Rouge: A Novel of Beauty and Rivalry. Richard Kirshenbaum. St. Martin’s Press. June, 2019; pb, 320 pp.; ISBN #: 9781250150950.
Two beauty industry icons
are at war in both personal and entrepreneur affairs. They are Josephine Herz and Constance
Gardiner. So what does it take to rise
to such a level of rivalry and glamor?
This is their story, which includes their amazing ideas about beauty
that went beyond popular ideas of how women could dress in the most attractive
style possible and wear a fragrance to enchant everyone around the wearer.
Josephine Herz is out to
offer beauty salons where one could get a full-day spa treatment that would
enhance one’s skin and hair appearance.
Her goal was to make women feel like royalty and to attract higher-end
customers in society’s eyes. She always
hired the most talented staff including the African-American assistant, CeeCee,
who stayed with her as brilliant aide and lover, until an ultimate betrayal
(since being homosexual was illegal during the 1930s in America). CeeCee then moved her talents to the
competition.
Constance Gardiner’s
business began with door-to-door saleswomen who were enabled to become their
own part-time businesswomen, earning up to 40% profit. They were highly skilled and trained sales
personnel who knew how to make every housewife gradually open up to exposing
what they had and what they needed.
Ultimately, they were convinced that the pretty colors and colorful
shades of makeup would give them that extra “something” that would enliven
their marriages or lovers.
Each woman was ashamed of
her origins and Josephine tortured by her failure to extract one sister from
war-torn Poland.

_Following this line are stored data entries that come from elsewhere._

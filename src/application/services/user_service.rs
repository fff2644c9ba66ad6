//! User management service.

use std::sync::Arc;

use crate::domain::entities::{NewUser, User, UserPatch};
use crate::domain::repositories::Storage;
use crate::error::AppError;

use super::objects;

/// CRUD operations over users.
pub struct UserService<S: Storage + ?Sized> {
    storage: Arc<S>,
}

impl<S: Storage + ?Sized> UserService<S> {
    pub fn new(storage: Arc<S>) -> Self {
        Self { storage }
    }

    /// Lists every user.
    ///
    /// # Errors
    ///
    /// Returns [`AppError::Storage`] on backend failures.
    pub async fn list_users(&self) -> Result<Vec<User>, AppError> {
        objects::list(self.storage.as_ref()).await
    }

    /// Retrieves a user by id.
    ///
    /// # Errors
    ///
    /// Returns [`AppError::NotFound`] if the user does not exist.
    pub async fn get_user(&self, id: &str) -> Result<User, AppError> {
        objects::fetch(self.storage.as_ref(), id).await
    }

    /// Creates and persists a new user.
    ///
    /// # Errors
    ///
    /// Returns [`AppError::Storage`] on backend failures.
    pub async fn create_user(&self, new_user: NewUser) -> Result<User, AppError> {
        let user = objects::create(self.storage.as_ref(), User::new(new_user)).await?;
        tracing::info!(id = %user.id, "user created");
        Ok(user)
    }

    /// Applies `patch` to an existing user. The email is never changed.
    ///
    /// # Errors
    ///
    /// Returns [`AppError::NotFound`] if the user does not exist.
    pub async fn update_user(&self, id: &str, patch: UserPatch) -> Result<User, AppError> {
        let user = objects::modify(self.storage.as_ref(), id, |user: &mut User| {
            user.apply(patch)
        })
        .await?;
        tracing::info!(id = %user.id, "user updated");
        Ok(user)
    }

    /// Deletes a user.
    ///
    /// # Errors
    ///
    /// Returns [`AppError::NotFound`] if the user does not exist.
    pub async fn delete_user(&self, id: &str) -> Result<(), AppError> {
        objects::remove::<User, _>(self.storage.as_ref(), id).await?;
        tracing::info!(id, "user deleted");
        Ok(())
    }
}

#[cfg(test)]
mod tests {
    use super::*;
    use crate::domain::entities::{Object, ObjectKind};
    use crate::domain::repositories::{MockStorage, StorageError};

    fn create_test_user() -> User {
        User::new(NewUser {
            email: "a@b.com".to_string(),
            password: "x".to_string(),
            first_name: None,
            last_name: None,
        })
    }

    #[tokio::test]
    async fn test_create_user_success() {
        let mut mock_storage = MockStorage::new();

        mock_storage
            .expect_insert()
            .withf(|object| object.kind() == ObjectKind::User)
            .times(1)
            .returning(|_| Ok(()));
        mock_storage.expect_save().times(1).returning(|| Ok(()));

        let service = UserService::new(Arc::new(mock_storage));

        let user = service
            .create_user(NewUser {
                email: "a@b.com".to_string(),
                password: "x".to_string(),
                first_name: Some("Ada".to_string()),
                last_name: None,
            })
            .await
            .unwrap();

        assert_eq!(user.email, "a@b.com");
        assert_eq!(user.first_name, "Ada");
    }

    #[tokio::test]
    async fn test_create_user_save_failure() {
        let mut mock_storage = MockStorage::new();

        mock_storage.expect_insert().returning(|_| Ok(()));
        mock_storage.expect_save().times(1).returning(|| {
            Err(StorageError::Io(std::io::Error::other("disk full")))
        });

        let service = UserService::new(Arc::new(mock_storage));

        let result = service
            .create_user(NewUser {
                email: "a@b.com".to_string(),
                password: "x".to_string(),
                first_name: None,
                last_name: None,
            })
            .await;

        assert!(matches!(result.unwrap_err(), AppError::Storage(_)));
    }

    #[tokio::test]
    async fn test_update_user_keeps_email() {
        let mut mock_storage = MockStorage::new();

        let existing = create_test_user();
        let id = existing.id.clone();
        mock_storage
            .expect_get()
            .withf(|kind, _| *kind == ObjectKind::User)
            .times(1)
            .returning(move |_, _| Ok(Some(Object::User(existing.clone()))));
        mock_storage
            .expect_insert()
            .withf(|object| matches!(object, Object::User(u) if u.email == "a@b.com"))
            .times(1)
            .returning(|_| Ok(()));
        mock_storage.expect_save().times(1).returning(|| Ok(()));

        let service = UserService::new(Arc::new(mock_storage));

        let updated = service
            .update_user(
                &id,
                UserPatch {
                    password: Some("new".to_string()),
                    ..Default::default()
                },
            )
            .await
            .unwrap();

        assert_eq!(updated.email, "a@b.com");
        assert_eq!(updated.password, "new");
    }

    #[tokio::test]
    async fn test_delete_user_not_found() {
        let mut mock_storage = MockStorage::new();

        mock_storage
            .expect_get()
            .times(1)
            .returning(|_, _| Ok(None));
        mock_storage.expect_delete().never();

        let service = UserService::new(Arc::new(mock_storage));

        let result = service.delete_user("missing").await;

        assert!(matches!(result.unwrap_err(), AppError::NotFound { .. }));
    }
}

Constance always wanted
to be more than she was and defied the era’s anti-Semitic tendencies. Pride and ego were everything and kept them
moving forward despite the weaknesses they displayed in their choice of aides,
friends and lovers.
Both women open salons
around the world and monitor their success and occasional flaws. After Josephine dies, the Gardiner business
sues for a stolen mascara product – a la CeeCee – but in the end, Constance has
to admit that their rivalry was actually a parallel journey to be toasted in
victory!!!!
Richard Kirshenbaum has
crafted an account of the best and worst in the lives of the beauty icons of
the early twentieth century, sparkling with descriptions of their virtues and
vices, their friends and rivals, their brilliant discoveries and their hatred
of the competition’s successful development.
It’s a grand read which would make a phenomenal movie. For those who love style, fashion, business,
makeup, salons, and more, enjoy the dramatic ride of Rouge….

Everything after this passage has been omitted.